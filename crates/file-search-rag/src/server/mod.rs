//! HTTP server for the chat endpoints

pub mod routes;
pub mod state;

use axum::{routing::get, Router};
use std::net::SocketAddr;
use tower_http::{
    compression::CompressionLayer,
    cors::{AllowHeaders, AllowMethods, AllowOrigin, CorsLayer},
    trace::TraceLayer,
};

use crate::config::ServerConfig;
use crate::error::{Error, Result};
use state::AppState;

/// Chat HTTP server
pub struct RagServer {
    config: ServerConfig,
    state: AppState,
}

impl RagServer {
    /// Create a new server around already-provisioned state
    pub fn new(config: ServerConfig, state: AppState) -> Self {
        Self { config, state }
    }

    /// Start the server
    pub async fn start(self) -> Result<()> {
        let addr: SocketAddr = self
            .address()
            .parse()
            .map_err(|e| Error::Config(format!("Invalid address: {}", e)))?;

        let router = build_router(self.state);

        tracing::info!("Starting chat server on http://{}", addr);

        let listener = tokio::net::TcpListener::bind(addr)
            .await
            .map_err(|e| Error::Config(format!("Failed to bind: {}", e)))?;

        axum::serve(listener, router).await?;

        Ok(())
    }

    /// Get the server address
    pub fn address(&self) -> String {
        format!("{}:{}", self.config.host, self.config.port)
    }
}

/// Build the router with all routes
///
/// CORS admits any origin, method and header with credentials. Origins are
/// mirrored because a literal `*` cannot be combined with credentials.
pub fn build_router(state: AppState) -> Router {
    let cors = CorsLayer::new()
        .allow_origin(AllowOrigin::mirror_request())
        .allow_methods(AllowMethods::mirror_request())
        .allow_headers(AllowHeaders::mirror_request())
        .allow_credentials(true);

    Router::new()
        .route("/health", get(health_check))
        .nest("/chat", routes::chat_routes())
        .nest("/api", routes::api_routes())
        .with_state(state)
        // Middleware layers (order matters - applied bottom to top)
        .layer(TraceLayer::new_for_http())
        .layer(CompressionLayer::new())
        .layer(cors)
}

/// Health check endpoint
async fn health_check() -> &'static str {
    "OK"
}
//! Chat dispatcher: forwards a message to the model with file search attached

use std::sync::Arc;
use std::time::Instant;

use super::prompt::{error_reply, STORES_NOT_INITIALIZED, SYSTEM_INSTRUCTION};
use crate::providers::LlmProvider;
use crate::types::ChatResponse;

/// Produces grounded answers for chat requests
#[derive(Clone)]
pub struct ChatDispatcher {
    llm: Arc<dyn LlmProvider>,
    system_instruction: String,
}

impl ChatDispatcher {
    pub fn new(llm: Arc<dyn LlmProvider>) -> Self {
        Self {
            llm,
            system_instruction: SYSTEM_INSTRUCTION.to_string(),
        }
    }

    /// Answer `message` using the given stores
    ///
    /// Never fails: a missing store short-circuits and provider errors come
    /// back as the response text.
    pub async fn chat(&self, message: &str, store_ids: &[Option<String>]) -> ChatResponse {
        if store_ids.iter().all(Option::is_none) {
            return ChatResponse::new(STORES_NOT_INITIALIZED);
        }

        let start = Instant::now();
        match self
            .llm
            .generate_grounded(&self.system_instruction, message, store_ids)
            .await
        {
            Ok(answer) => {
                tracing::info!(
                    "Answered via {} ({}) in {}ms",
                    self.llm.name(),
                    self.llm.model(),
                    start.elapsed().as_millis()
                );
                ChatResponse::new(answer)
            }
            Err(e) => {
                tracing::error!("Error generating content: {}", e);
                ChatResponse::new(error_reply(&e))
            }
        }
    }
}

# # # # #

All lines from the top of the data through the line containing "around already-provisioned state" need to be retyped exactly, and nothing more.

• **Reply**
filename crates/file-search-rag/src/server/mod.rs
//! HTTP server for the chat endpoints

pub mod routes;
pub mod state;

use axum::{routing::get, Router};
use std::net::SocketAddr;
use tower_http::{
    compression::CompressionLayer,
    cors::{AllowHeaders, AllowMethods, AllowOrigin, CorsLayer},
    trace::TraceLayer,
};

use crate::config::ServerConfig;
use crate::error::{Error, Result};
use state::AppState;

/// Chat HTTP server
pub struct RagServer {
    config: ServerConfig,
    state: AppState,
}

impl RagServer {
    /// Create a new server around already-provisioned state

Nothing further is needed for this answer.